The first impression one gets from “Cannonball” is less than great, as the app requires access to a plethora of private functions. Combined with a 21.8 MB download, it’s almost enough to make a user feel uneasy, since most will just be looking for a new way to connect with the world around them.
The design of the app is visually appealing and reasonably intuitive. Users can look for sports teams, television shows and similar groups and join them to stay aware of upcoming premieres, games and similar events.
Unfortunately, even groups that have thousands of fans in real life, such as NFL teams, have anywhere between zero and half a dozen followers, so it’s extremely unlikely anyone will get any inside information, or much information at all, through “Cannonball.”
The best feature of “Cannonball” is its calendar function, which allows users to go day by day and look at television premieres, movie releases and similar events. It’s actually useful to have a source where a movie buff or sports fan can get all the information they need in one source.
Users can also schedule their own events and invite friends on the app.

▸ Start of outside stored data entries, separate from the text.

//! Best score, persisted across sessions
//!
//! Stored as a plain integer string under a single key. Anything missing or
//! unreadable counts as zero.

use crate::platform::KeyValueStore;

/// All-time best score
#[derive(Debug, Clone, Copy, PartialEq, Eq, Default)]
pub struct HighScore {
    pub best: u64,
}

impl HighScore {
    /// Storage key
    pub const STORAGE_KEY: &'static str = "doodleJumpHighScore";

    pub fn new(best: u64) -> Self {
        Self { best }
    }

    /// Record a finished run. Returns true if it beat the best.
    pub fn submit(&mut self, score: u64) -> bool {
        if score > self.best {
            self.best = score;
            true
        } else {
            false
        }
    }

    /// Load the best score, defaulting to zero
    pub fn load(store: &dyn KeyValueStore) -> Self {
        let raw = match store.get(Self::STORAGE_KEY) {
            Ok(Some(raw)) => raw,
            Ok(None) => {
                log::info!("No high score found, starting fresh");
                return Self::default();
            }
            Err(e) => {
                log::warn!("Could not read high score: {}", e);
                return Self::default();
            }
        };

        match parse_score(&raw) {
            Some(best) => {
                log::info!("Loaded high score {}", best);
                Self { best }
            }
            None => {
                log::warn!("Ignoring malformed high score {:?}", raw);
                Self::default()
            }
        }
    }

    /// Write the best score
    pub fn save(&self, store: &mut dyn KeyValueStore) {
        match store.set(Self::STORAGE_KEY, &self.best.to_string()) {
            Ok(()) => log::info!("High score saved ({})", self.best),
            Err(e) => log::warn!("Could not save high score: {}", e),
        }
    }
}

/// Parse a stored score. Older saves may hold a float like "250.0".
fn parse_score(raw: &str) -> Option<u64> {
    let raw = raw.trim();
    if let Ok(score) = raw.parse::<u64>() {
        return Some(score);
    }
    let value = raw.parse::<f64>().ok()?;
    (value.is_finite() && value >= 0.0).then(|| value.floor() as u64)
}

#[cfg(test)]
mod tests {
    use super::*;
    use crate::platform::MemoryStore;

    #[test]
    fn test_submit_only_raises() {
        let mut hs = HighScore::new(100);
        assert!(!hs.submit(50));
        assert!(!hs.submit(100));
        assert_eq!(hs.best, 100);
        assert!(hs.submit(101));
        assert_eq!(hs.best, 101);
    }

    #[test]
    fn test_load_missing_is_zero() {
        let store = MemoryStore::new();
        assert_eq!(HighScore::load(&store).best, 0);
    }

    #[test]
    fn test_load_malformed_is_zero() {
        let mut store = MemoryStore::new();
        for bad in ["", "abc", "-5", "NaN", "1e999"] {
            store.set(HighScore::STORAGE_KEY, bad).unwrap();
            assert_eq!(HighScore::load(&store).best, 0, "value {bad:?}");
        }
    }

    #[test]
    fn test_save_load_roundtrip() {
        let mut store = MemoryStore::new();
        HighScore::new(4321).save(&mut store);
        assert_eq!(
            store.get(HighScore::STORAGE_KEY).unwrap().as_deref(),
            Some("4321")
        );
        assert_eq!(HighScore::load(&store).best, 4321);

        store.set(HighScore::STORAGE_KEY, " 250.0 ").unwrap();
        assert_eq!(HighScore::load(&store).best, 250);
    }
}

Thus, it’s possible that a user might see a movie premiere coming up and invite their friends to watch it with them, all through “Cannonball.”
Unfortunately, there are other, more efficient ways of finding out information like movie release dates and when the NCAA “March Madness” tournament begins. The app fails to provide users with more information than they would get from a google search, so the only way that a user might actually find a new release date is if they have very little or no knowledge of the film beforehand. Even if a user finds some indie movie that they think sounds interesting, there’s no description of shows or events, a function once again delegated to search engines.
“Cannonball” also suffers from a variety of technical issues. The 20 megabyte download probably didn’t include a patch for some of the glitches I experienced, and the app crashed more frequently than a social calendar app has any right to. In one hour of use, I had to restart the app three times due to crashes, one of which took place five minutes after first opening the app and setting up my interests and information.
Most of the successful social media apps and websites that have come before have appealed to some specific aspect of our personalities or a certain group of people. “Yik Yak” is successful because of its anonymity, and “Twitter” is loved for its brevity. “Cannonball” tries to claim a stake on every facet of pop culture, but ends up feeling shallow and failing to really appeal to any one group.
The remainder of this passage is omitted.